Monday, Aug. 30, 1999

Intelligence

By Elaine Shannon and Massimo Calabresi/Washington

"It was not something the director felt good about doing," an intelligence official said of CIA chief GEORGE TENET's decision to strip his predecessor, JOHN DEUTCH, of his security clearance. "This is someone he worked for, who is a friend and a mentor." But, he adds, "what transpired was a fairly serious breach of the rules regarding handling classified information." Deutch had allowed highly classified material to course through his unsecured home computer--a big no-no. Immediate comparisons were made to the case of nuclear weapons scientist WEN HO LEE, a suspect in China's apparent theft of data on the W-88 warhead.
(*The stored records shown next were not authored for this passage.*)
use crate::{ConfigError, ConfigErrorResult};

use serde::Deserialize;

pub const MIN_SIGNED_URL_TTL_SECS: u64 = 60;
pub const MAX_SIGNED_URL_TTL_SECS: u64 = 604_800; // 7 days
pub const DEFAULT_SIGNED_URL_TTL_SECS: u64 = 86_400; // 24 hours
pub const DEFAULT_SIGNED_URL_REFRESH_MARGIN_SECS: u64 = 60;

/// Signed-URL validity for private storage objects (company logos).
///
/// Cached signed URLs expire refresh_margin_secs before the real validity
/// window so a cached value is never served right at the edge of expiry.
#[derive(Debug, Clone, Deserialize)]
#[serde(default)]
pub struct StorageConfig {
    pub signed_url_ttl_secs: u64,
    pub signed_url_refresh_margin_secs: u64,
}

impl Default for StorageConfig {
    fn default() -> Self {
        Self {
            signed_url_ttl_secs: DEFAULT_SIGNED_URL_TTL_SECS,
            signed_url_refresh_margin_secs: DEFAULT_SIGNED_URL_REFRESH_MARGIN_SECS,
        }
    }
}

impl StorageConfig {
    /// Lifetime recorded on a cached signed URL: ttl minus the safety margin.
    pub fn cached_ttl_secs(&self) -> u64 {
        self.signed_url_ttl_secs
            .saturating_sub(self.signed_url_refresh_margin_secs)
    }

    pub fn validate(&self) -> ConfigErrorResult<()> {
        if self.signed_url_ttl_secs < MIN_SIGNED_URL_TTL_SECS
            || self.signed_url_ttl_secs > MAX_SIGNED_URL_TTL_SECS
        {
            return Err(ConfigError::config(format!(
                "storage.signed_url_ttl_secs must be {}-{}, got {}",
                MIN_SIGNED_URL_TTL_SECS, MAX_SIGNED_URL_TTL_SECS, self.signed_url_ttl_secs
            )));
        }

        if self.signed_url_refresh_margin_secs >= self.signed_url_ttl_secs {
            return Err(ConfigError::config(format!(
                "storage.signed_url_refresh_margin_secs must be less than the ttl, got {} >= {}",
                self.signed_url_refresh_margin_secs, self.signed_url_ttl_secs
            )));
        }

        Ok(())
    }
}
pub mod error;
pub mod models;

pub use error::{CoreError, Result};
pub use error_location::ErrorLocation;
pub use models::branch::Branch;
pub use models::company::Company;
pub use models::logo_ref::LogoRef;
pub use models::profile::Profile;
pub use models::role::Role;
pub use models::role_set::RoleSet;
pub use models::session::Session;
pub use models::user_meta::UserMeta;

#[cfg(test)]
mod tests;
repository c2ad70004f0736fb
use crate::engine::SessionEngine;

use std::sync::Arc;

use log::warn;
use till_platform::AuthEvent;
use tokio::sync::broadcast::error::RecvError;
use tokio::task::JoinHandle;

/// Background task that keeps the engine in lockstep with the auth client.
pub struct SessionListener;

impl SessionListener {
    /// Probe the session already held by the auth client once, then follow
    /// auth transitions until the event channel closes.
    ///
    /// The subscription is taken before the probe so a transition landing
    /// between the two is never lost.
    pub fn spawn(engine: Arc<SessionEngine>) -> JoinHandle<()> {
        tokio::spawn(async move {
            let mut events = engine.auth().subscribe();

            if let Some(session) = engine.auth().current_session().await {
                engine
                    .handle_event(AuthEvent::SignedIn { user: session.user })
                    .await;
            }

            loop {
                match events.recv().await {
                    Ok(event) => engine.handle_event(event).await,
                    Err(RecvError::Lagged(skipped)) => {
                        warn!("Auth event stream lagged, {skipped} events skipped");
                    }
                    Err(RecvError::Closed) => break,
                }
            }
        })
    }
}
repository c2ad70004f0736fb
use std::panic::Location;
use std::path::PathBuf;

use error_location::ErrorLocation;
use thiserror::Error;

/// Errors from the local persisted cache.
///
/// Read-side problems (missing, stale, corrupt records) are not errors;
/// they surface as `None` so degraded reads never block hydration.
#[derive(Error, Debug)]
pub enum CacheError {
    #[error("Failed to create cache directory at {path}: {source} {location}")]
    DirCreation {
        path: PathBuf,
        #[source]
        source: std::io::Error,
        location: ErrorLocation,
    },

    #[error("Failed to write cache record at {path}: {source} {location}")]
    FileWrite {
        path: PathBuf,
        #[source]
        source: std::io::Error,
        location: ErrorLocation,
    },

    #[error("Atomic rename failed from {from} to {to}: {source} {location}")]
    AtomicRename {
        from: PathBuf,
        to: PathBuf,
        #[source]
        source: std::io::Error,
        location: ErrorLocation,
    },

    #[error("Failed to serialize cache record: {source} {location}")]
    Serialization {
        #[source]
        source: serde_json::Error,
        location: ErrorLocation,
    },
}

impl CacheError {
    #[track_caller]
    pub fn dir_creation(path: PathBuf, source: std::io::Error) -> Self {
        Self::DirCreation {
            path,
            source,
            location: ErrorLocation::from(Location::caller()),
        }
    }

    #[track_caller]
    pub fn file_write(path: PathBuf, source: std::io::Error) -> Self {
        Self::FileWrite {
            path,
            source,
            location: ErrorLocation::from(Location::caller()),
        }
    }

    #[track_caller]
    pub fn atomic_rename(from: PathBuf, to: PathBuf, source: std::io::Error) -> Self {
        Self::AtomicRename {
            from,
            to,
            source,
            location: ErrorLocation::from(Location::caller()),
        }
    }
}

impl From<serde_json::Error> for CacheError {
    #[track_caller]
    fn from(source: serde_json::Error) -> Self {
        Self::Serialization {
            source,
            location: ErrorLocation::from(Location::caller()),
        }
    }
}

pub type Result<T> = std::result::Result<T, CacheError>;
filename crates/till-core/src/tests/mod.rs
mod models;
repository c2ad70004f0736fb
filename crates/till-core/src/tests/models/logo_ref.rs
use crate::LogoRef;

#[test]
fn given_absolute_url_when_parsed_then_returns_url_variant() {
    let parsed = LogoRef::parse("https://cdn.example.com/logo.png");
    assert_eq!(
        parsed,
        LogoRef::Url("https://cdn.example.com/logo.png".to_string())
    );
}

#[test]
fn given_storage_path_when_parsed_then_returns_storage_variant() {
    let parsed = LogoRef::parse("company-logos/acme.png");
    assert_eq!(
        parsed,
        LogoRef::StoragePath("company-logos/acme.png".to_string())
    );
}

#[test]
fn given_leading_slash_path_when_parsed_then_slash_is_stripped() {
    let parsed = LogoRef::parse("/company-logos/acme.png");
    assert_eq!(
        parsed,
        LogoRef::StoragePath("company-logos/acme.png".to_string())
    );
}
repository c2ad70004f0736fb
use crate::{Profile, Role, UserMeta};

use uuid::Uuid;

fn meta() -> UserMeta {
    UserMeta {
        id: Uuid::new_v4(),
        email: Some("jo@example.com".to_string()),
        name: Some("Jo".to_string()),
    }
}

#[test]
fn given_meta_when_placeholder_then_role_is_none() {
    let meta = meta();
    let profile = Profile::placeholder(&meta);

    assert_eq!(profile.user_id, meta.id);
    assert_eq!(profile.display_name.as_deref(), Some("Jo"));
    assert!(profile.role.is_none());
    assert!(!profile.is_admin);
    assert!(profile.role_set().is_empty());
    assert!(profile.needs_company_setup());
}

#[test]
fn given_meta_without_name_when_placeholder_then_falls_back_to_email() {
    let mut meta = meta();
    meta.name = None;
    let profile = Profile::placeholder(&meta);

    assert_eq!(profile.display_name.as_deref(), Some("jo@example.com"));
}

#[test]
fn given_meta_when_default_row_then_role_is_staff() {
    let profile = Profile::default_row(&meta());

    assert_eq!(profile.role, Some(Role::Staff));
    assert!(!profile.is_admin);
    assert!(!profile.is_deleted());
}

#[test]
fn given_deleted_at_set_when_is_deleted_then_true() {
    let mut profile = Profile::placeholder(&meta());
    assert!(!profile.is_deleted());

    profile.deleted_at = Some(chrono::Utc::now());
    assert!(profile.is_deleted());
}

#[test]
fn given_same_profile_when_role_set_derived_twice_then_sets_are_equal() {
    let mut profile = Profile::default_row(&meta());
    profile.role = Some(Role::Cashier);
    profile.is_admin = true;

    let first = profile.role_set();
    let second = profile.role_set();

    assert_eq!(first, second);
    assert!(first.is_admin());
    assert!(first.has(Role::Cashier));
    assert!(!first.has(Role::Warehouse));
}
Lee downloaded sensitive nuclear "legacy codes" to his personal computer. The intelligence official, however, said there is an important difference. Deutch's fault, he said, was composing classified documents on an unsecured terminal. No downloading was involved. As for the Lee case, ROBERT VROOMAN, former head of counterintelligence at the Los Alamos Weapons Laboratory, charged last week that ethnic bias led investigators to focus on the Asian American. But officials say Vrooman helped compose the original suspects list (which, apart from Lee and his wife, included one other Asian and nine Caucasians) and made his new claim only after being subject to disciplinary action.